3D6 and 4B3: Recombinant expression of two anti-gp41 antibodies as dimeric and secretory IgA

Background Sexually transmitted diseases are predominantly acquired via mucosal membranes of the rectal or genital tract during sexual intercourse. This major port of virus entry is naturally defended by the humoral immune response, with immunoglobulin A (IgA) as the primary antibody class to elicit mucosal immunity. Dimeric IgA (dIgA) reaches the luminal side of mucosal tissues by transcytosis through epithelial cells lining the mucosa. In a first step, dIgAs specifically bind to the basolaterally expressed polymeric immunoglobulin receptor (pIgR) on epithelial cells. For release of IgAs on the luminal side the extracellular portion, termed secretory component (SC), remains attached to the antibody to form secretory IgA (sIgA) [1,2]. One example of a sexually transmitted disease is the human immunodeficiency virus (HIV) which annually infects several million individuals on a global scale and potentially leads to the acquired immunodeficiency syndrome (AIDS). Although current therapies can reduce disease progression in infected individuals, no cure is yet available or within reach in near future.

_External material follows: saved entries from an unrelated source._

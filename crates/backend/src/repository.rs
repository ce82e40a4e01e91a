use assessment_core::model::{
    AssessmentResult, ContentId, CourseId, LessonId, Quiz, QuizError, QuizId, ResultId,
};
use assessment_core::scoring;
use assessment_core::{Clock, Submission};
use async_trait::async_trait;
use rand::seq::IndexedRandom;
use std::collections::HashMap;
use std::fmt;
use std::sync::atomic::{AtomicUsize, Ordering};
use std::sync::{Arc, Mutex};
use thiserror::Error;

use crate::http::HttpBackend;

/// Errors surfaced by backend adapters.
#[derive(Debug, Error)]
#[non_exhaustive]
pub enum BackendError {
    #[error("not found")]
    NotFound,

    #[error("not authorized")]
    Unauthorized,

    #[error("request timed out")]
    Timeout,

    #[error("connection error: {0}")]
    Connection(String),

    #[error("backend returned status {status}: {}", .message.as_deref().unwrap_or("no details"))]
    Status { status: u16, message: Option<String> },

    #[error("backend rejected the request: {0}")]
    Rejected(String),

    #[error("serialization error: {0}")]
    Serialization(String),

    #[error("invalid question data: {0}")]
    InvalidData(#[from] QuizError),

    #[error("invalid backend configuration: {0}")]
    Config(String),
}

impl BackendError {
    /// Transient failures worth retrying as-is.
    #[must_use]
    pub fn is_retryable(&self) -> bool {
        match self {
            BackendError::Timeout | BackendError::Connection(_) => true,
            BackendError::Status { status, .. } => *status >= 500,
            _ => false,
        }
    }
}

//
// ─── TARGETS ───────────────────────────────────────────────────────────────────
//

/// Where a question set comes from and where its answers are scored.
#[derive(Debug, Clone, PartialEq, Eq, Hash)]
pub enum QuizTarget {
    /// A quiz attached to a lesson content item. Without a quiz id the
    /// backend picks one at random.
    Lesson {
        course: CourseId,
        lesson: LessonId,
        content: ContentId,
        quiz: Option<QuizId>,
    },
    /// The final exam of a course.
    CourseExam { course: CourseId },
}

impl QuizTarget {
    #[must_use]
    pub fn lesson(course: CourseId, lesson: LessonId, content: ContentId) -> Self {
        Self::Lesson {
            course,
            lesson,
            content,
            quiz: None,
        }
    }

    #[must_use]
    pub fn course_exam(course: CourseId) -> Self {
        Self::CourseExam { course }
    }

    /// Pin a specific quiz. No effect on course exams.
    #[must_use]
    pub fn with_quiz(mut self, id: QuizId) -> Self {
        if let Self::Lesson { quiz, .. } = &mut self {
            *quiz = Some(id);
        }
        self
    }

    #[must_use]
    pub fn course(&self) -> &CourseId {
        match self {
            Self::Lesson { course, .. } | Self::CourseExam { course } => course,
        }
    }

    /// Same place, any quiz.
    #[must_use]
    pub fn location(&self) -> QuizTarget {
        match self {
            Self::Lesson {
                course,
                lesson,
                content,
                ..
            } => Self::lesson(course.clone(), lesson.clone(), content.clone()),
            Self::CourseExam { course } => Self::course_exam(course.clone()),
        }
    }
}

impl fmt::Display for QuizTarget {
    fn fmt(&self, f: &mut fmt::Formatter<'_>) -> fmt::Result {
        match self {
            Self::Lesson {
                course,
                lesson,
                content,
                quiz,
            } => {
                write!(f, "course {course} / lesson {lesson} / content {content}")?;
                match quiz {
                    Some(quiz) => write!(f, " / quiz {quiz}"),
                    None => f.write_str(" / random quiz"),
                }
            }
            Self::CourseExam { course } => write!(f, "course {course} exam"),
        }
    }
}

/// Which prior results to list.
#[derive(Debug, Clone, Default, PartialEq, Eq)]
pub enum ResultScope {
    #[default]
    All,
    Course(CourseId),
    Lesson {
        course: CourseId,
        lesson: LessonId,
    },
    Content {
        course: CourseId,
        lesson: LessonId,
        content: ContentId,
    },
}

impl ResultScope {
    /// Whether a result recorded for `target` falls inside this scope.
    #[must_use]
    pub fn covers(&self, target: &QuizTarget) -> bool {
        match (self, target) {
            (Self::All, _) => true,
            (Self::Course(c), t) => t.course() == c,
            (
                Self::Lesson { course, lesson },
                QuizTarget::Lesson {
                    course: tc,
                    lesson: tl,
                    ..
                },
            ) => course == tc && lesson == tl,
            (
                Self::Content {
                    course,
                    lesson,
                    content,
                },
                QuizTarget::Lesson {
                    course: tc,
                    lesson: tl,
                    content: tct,
                    ..
                },
            ) => course == tc && lesson == tl && content == tct,
            _ => false,
        }
    }
}

//
// ─── CONTRACTS ─────────────────────────────────────────────────────────────────
//

/// Question bank contract.
#[async_trait]
pub trait QuestionSource: Send + Sync {
    /// Fetch the question set for a target.
    ///
    /// # Errors
    ///
    /// Returns `BackendError::NotFound` when nothing is published there, or
    /// other backend errors.
    async fn fetch_quiz(&self, target: &QuizTarget) -> Result<Quiz, BackendError>;
}

/// Scoring service contract. The returned Result is authoritative.
#[async_trait]
pub trait AnswerScorer: Send + Sync {
    /// Score a submission for the given target.
    ///
    /// # Errors
    ///
    /// Returns `BackendError` if the submission could not be scored.
    async fn submit(
        &self,
        target: &QuizTarget,
        submission: &Submission,
    ) -> Result<AssessmentResult, BackendError>;
}

/// Prior results contract.
#[async_trait]
pub trait ResultHistory: Send + Sync {
    /// List stored results, newest first.
    ///
    /// # Errors
    ///
    /// Returns `BackendError` if results cannot be loaded.
    async fn results(&self, scope: &ResultScope) -> Result<Vec<AssessmentResult>, BackendError>;
}

//
// ─── IN-MEMORY BACKEND ─────────────────────────────────────────────────────────
//

/// Disconnected backend: serves seeded quizzes and grades locally.
#[derive(Clone, Default)]
pub struct InMemoryBackend {
    quizzes: Arc<Mutex<Vec<(QuizTarget, Quiz)>>>,
    results: Arc<Mutex<Vec<(QuizTarget, AssessmentResult)>>>,
    submissions: Arc<AtomicUsize>,
    failures_pending: Arc<AtomicUsize>,
    clock: Clock,
}

impl InMemoryBackend {
    #[must_use]
    pub fn new() -> Self {
        Self::default()
    }

    #[must_use]
    pub fn with_clock(mut self, clock: Clock) -> Self {
        self.clock = clock;
        self
    }

    /// Publish a quiz at the target's location.
    ///
    /// # Errors
    ///
    /// Returns `BackendError::Connection` if the store lock is poisoned.
    pub fn insert_quiz(&self, target: &QuizTarget, quiz: Quiz) -> Result<(), BackendError> {
        let mut guard = self
            .quizzes
            .lock()
            .map_err(|e| BackendError::Connection(e.to_string()))?;
        guard.push((target.location(), quiz));
        Ok(())
    }

    /// Make the next `count` submissions fail with a connection error.
    pub fn fail_next_submissions(&self, count: usize) {
        self.failures_pending.store(count, Ordering::SeqCst);
    }

    /// Number of submissions that reached the scorer, failed ones included.
    #[must_use]
    pub fn submission_count(&self) -> usize {
        self.submissions.load(Ordering::SeqCst)
    }

    fn take_failure(&self) -> bool {
        self.failures_pending
            .fetch_update(Ordering::SeqCst, Ordering::SeqCst, |n| n.checked_sub(1))
            .is_ok()
    }
}

#[async_trait]
impl QuestionSource for InMemoryBackend {
    async fn fetch_quiz(&self, target: &QuizTarget) -> Result<Quiz, BackendError> {
        let guard = self
            .quizzes
            .lock()
            .map_err(|e| BackendError::Connection(e.to_string()))?;
        let location = target.location();
        let candidates: Vec<&Quiz> = guard
            .iter()
            .filter(|(stored, _)| *stored == location)
            .map(|(_, quiz)| quiz)
            .collect();

        let picked = match target {
            QuizTarget::Lesson {
                quiz: Some(quiz_id),
                ..
            } => candidates.into_iter().find(|q| q.id() == quiz_id),
            _ => candidates.choose(&mut rand::rng()).copied(),
        };
        picked.cloned().ok_or(BackendError::NotFound)
    }
}

#[async_trait]
impl AnswerScorer for InMemoryBackend {
    async fn submit(
        &self,
        target: &QuizTarget,
        submission: &Submission,
    ) -> Result<AssessmentResult, BackendError> {
        let attempt = self.submissions.fetch_add(1, Ordering::SeqCst) + 1;
        if self.take_failure() {
            return Err(BackendError::Connection("scoring service unavailable".into()));
        }

        let quiz = {
            let guard = self
                .quizzes
                .lock()
                .map_err(|e| BackendError::Connection(e.to_string()))?;
            let location = target.location();
            guard
                .iter()
                .find(|(stored, quiz)| *stored == location && quiz.id() == &submission.quiz_id)
                .map(|(_, quiz)| quiz.clone())
                .ok_or(BackendError::NotFound)?
        };

        let selections: HashMap<_, _> = submission
            .answers
            .iter()
            .map(|a| (a.question_id.clone(), a.answer_id.clone()))
            .collect();
        let mut result = scoring::grade_locally(quiz.id(), quiz.questions(), &selections);
        result.id = Some(ResultId::new(format!("local-{attempt}")));
        result.created_at = Some(self.clock.now());

        let mut guard = self
            .results
            .lock()
            .map_err(|e| BackendError::Connection(e.to_string()))?;
        guard.push((target.location(), result.clone()));
        Ok(result)
    }
}

#[async_trait]
impl ResultHistory for InMemoryBackend {
    async fn results(&self, scope: &ResultScope) -> Result<Vec<AssessmentResult>, BackendError> {
        let guard = self
            .results
            .lock()
            .map_err(|e| BackendError::Connection(e.to_string()))?;
        Ok(guard
            .iter()
            .rev()
            .filter(|(target, _)| scope.covers(target))
            .map(|(_, result)| result.clone())
            .collect())
    }
}

/// Bundles the three collaborators behind trait objects for easy backend swapping.
#[derive(Clone)]
pub struct Backend {
    pub questions: Arc<dyn QuestionSource>,
    pub scorer: Arc<dyn AnswerScorer>,
    pub history: Arc<dyn ResultHistory>,
}

impl Backend {
    #[must_use]
    pub fn in_memory(backend: InMemoryBackend) -> Self {
        let questions: Arc<dyn QuestionSource> = Arc::new(backend.clone());
        let scorer: Arc<dyn AnswerScorer> = Arc::new(backend.clone());
        let history: Arc<dyn ResultHistory> = Arc::new(backend);
        Self {
            questions,
            scorer,
            history,
        }
    }

    #[must_use]
    pub fn http(backend: HttpBackend) -> Self {
        let backend = Arc::new(backend);
        Self {
            questions: backend.clone(),
            scorer: backend.clone(),
            history: backend,
        }
    }
}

As a consequence increased attention is now being paid to develop drugs that could prevent virus acquisition. 3D6 and 4B3 are two monoclonal antibodies (mAb) which have originally been isolated as IgG1 isotype from seroconverted HIV-1 patients and bind to the principal immunodominant domain of gp41. In the course of this project both mAbs were isotype switched to IgA1. Recombinant CHO cell lines were established for the production of 3D6 and 4B3 as dimeric as well as secretory IgA. While dIgA were expressed by a single cell line, sIgA are produced by a biochemical association of dIgA with SC. Both dIgA and sIgA variants were characterized and the contribution of the heavily glycosylated SC on IgA stability will be investigated.